Dataset entries
//! Catalog seed data loaded from a TOML file.
//!
//! Used to populate an empty database for local development. Records refer to each
//! other by natural keys (user email, shop name, category name) that are resolved to
//! ids while inserting.

use crate::{
    core::{
        address::{self, NewAddress},
        category,
        product::{self, NewProduct},
        shop, user,
    },
    entities::User,
    errors::{Error, Result},
};
use sea_orm::{DatabaseConnection, EntityTrait, PaginatorTrait, TransactionTrait};
use serde::Deserialize;
use std::{collections::HashMap, path::Path};
use tracing::{info, instrument};

/// Structure of the seed file
#[derive(Debug, Default, Deserialize)]
pub struct SeedData {
    /// Accounts to create
    #[serde(default)]
    pub users: Vec<UserSeed>,
    /// Shops, each owned by a seeded user
    #[serde(default)]
    pub shops: Vec<ShopSeed>,
    /// Categories
    #[serde(default)]
    pub categories: Vec<CategorySeed>,
    /// Products, each listed in a seeded shop
    #[serde(default)]
    pub products: Vec<ProductSeed>,
    /// Delivery addresses, each owned by a seeded user
    #[serde(default)]
    pub addresses: Vec<AddressSeed>,
}

/// A seeded user
#[derive(Debug, Clone, Deserialize)]
pub struct UserSeed {
    /// Display name
    pub name: String,
    /// Unique email, also the key other records use
    pub email: String,
    /// Phone number
    #[serde(default)]
    pub phone_number: String,
}

/// A seeded shop
#[derive(Debug, Clone, Deserialize)]
pub struct ShopSeed {
    /// Email of the owning user
    pub owner: String,
    /// Shop name, also the key products use
    pub name: String,
    /// Optional photo
    pub photo_url: Option<String>,
}

/// A seeded category
#[derive(Debug, Clone, Deserialize)]
pub struct CategorySeed {
    /// Category name
    pub name: String,
}

/// A seeded product
#[derive(Debug, Clone, Deserialize)]
pub struct ProductSeed {
    /// Name of the listing shop
    pub shop: String,
    /// Optional category name
    pub category: Option<String>,
    /// Display name
    pub name: String,
    /// Optional slug
    pub slug: Option<String>,
    /// Reseller price as a decimal string
    pub reseller_price: String,
    /// Consumer price as a decimal string
    pub consumer_price: String,
    /// Initial stock
    pub stock: i32,
    /// Description
    #[serde(default)]
    pub description: String,
    /// Image locations
    #[serde(default)]
    pub images: Vec<String>,
}

/// A seeded address
#[derive(Debug, Clone, Deserialize)]
pub struct AddressSeed {
    /// Email of the owning user
    pub owner: String,
    /// Short label
    pub title: String,
    /// Recipient name
    pub recipient_name: String,
    /// Recipient phone
    pub phone_number: String,
    /// Full postal address
    pub full_address: String,
}

/// Parses seed data from TOML text.
pub fn parse_seed(contents: &str) -> Result<SeedData> {
    toml::from_str(contents).map_err(|e| Error::Config {
        message: format!("Failed to parse seed file: {e}"),
    })
}

/// Reads and parses a seed file.
pub fn load_seed<P: AsRef<Path>>(path: P) -> Result<SeedData> {
    let path = path.as_ref();
    tracing::debug!("Attempting to load seed data from: {:?}", path);
    let contents = std::fs::read_to_string(path).map_err(|e| Error::Config {
        message: format!("Failed to read seed file {path:?}: {e}"),
    })?;
    parse_seed(&contents)
}

/// Inserts `seed` into an empty database in a single transaction.
///
/// Returns `false` without writing anything if any user already exists.
#[instrument(skip(db, seed))]
pub async fn seed_database(db: &DatabaseConnection, seed: &SeedData) -> Result<bool> {
    if User::find().count(db).await? > 0 {
        info!("Database already populated, skipping seed");
        return Ok(false);
    }

    let txn = db.begin().await?;

    let mut users = HashMap::new();
    for entry in &seed.users {
        let created = user::create_user(
            &txn,
            entry.name.clone(),
            entry.email.clone(),
            entry.phone_number.clone(),
        )
        .await?;
        users.insert(created.email.clone(), created.id);
    }
    let user_id = |email: &str| {
        users
            .get(&email.trim().to_lowercase())
            .copied()
            .ok_or_else(|| Error::Config {
                message: format!("Seed refers to unknown user {email:?}"),
            })
    };

    let mut shops = HashMap::new();
    for entry in &seed.shops {
        let created = shop::create_shop(
            &txn,
            user_id(&entry.owner)?,
            entry.name.clone(),
            entry.photo_url.clone(),
        )
        .await?;
        shops.insert(created.name.clone(), created.id);
    }

    let mut categories = HashMap::new();
    for entry in &seed.categories {
        let created = category::create_category(&txn, entry.name.clone()).await?;
        categories.insert(created.name.clone(), created.id);
    }

    for entry in &seed.products {
        let shop_id = *shops.get(entry.shop.trim()).ok_or_else(|| Error::Config {
            message: format!("Seed product {:?} refers to unknown shop {:?}", entry.name, entry.shop),
        })?;
        let category_id = entry
            .category
            .as_deref()
            .map(|name| {
                categories.get(name.trim()).copied().ok_or_else(|| Error::Config {
                    message: format!("Seed product {:?} refers to unknown category {name:?}", entry.name),
                })
            })
            .transpose()?;

        let created = product::create_product(
            &txn,
            shop_id,
            NewProduct {
                name: entry.name.clone(),
                slug: entry.slug.clone(),
                reseller_price: entry.reseller_price.clone(),
                consumer_price: entry.consumer_price.clone(),
                stock: entry.stock,
                description: entry.description.clone(),
                category_id,
            },
        )
        .await?;
        for url in &entry.images {
            product::add_product_image(&txn, created.id, url.clone()).await?;
        }
    }

    for entry in &seed.addresses {
        address::create_address(
            &txn,
            user_id(&entry.owner)?,
            NewAddress {
                title: entry.title.clone(),
                recipient_name: entry.recipient_name.clone(),
                phone_number: entry.phone_number.clone(),
                full_address: entry.full_address.clone(),
            },
        )
        .await?;
    }

    txn.commit().await?;
    info!(
        users = seed.users.len(),
        shops = seed.shops.len(),
        products = seed.products.len(),
        "Seed data inserted"
    );
    Ok(true)
}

Exercise description: Which lines of the records above contain the word "file"? Copy each of them.

Exercise result:
//! Catalog seed data loaded from a TOML file.
/// Structure of the seed file
        message: format!("Failed to parse seed file: {e}"),
/// Reads and parses a seed file.
        message: format!("Failed to read seed file {path:?}: {e}"),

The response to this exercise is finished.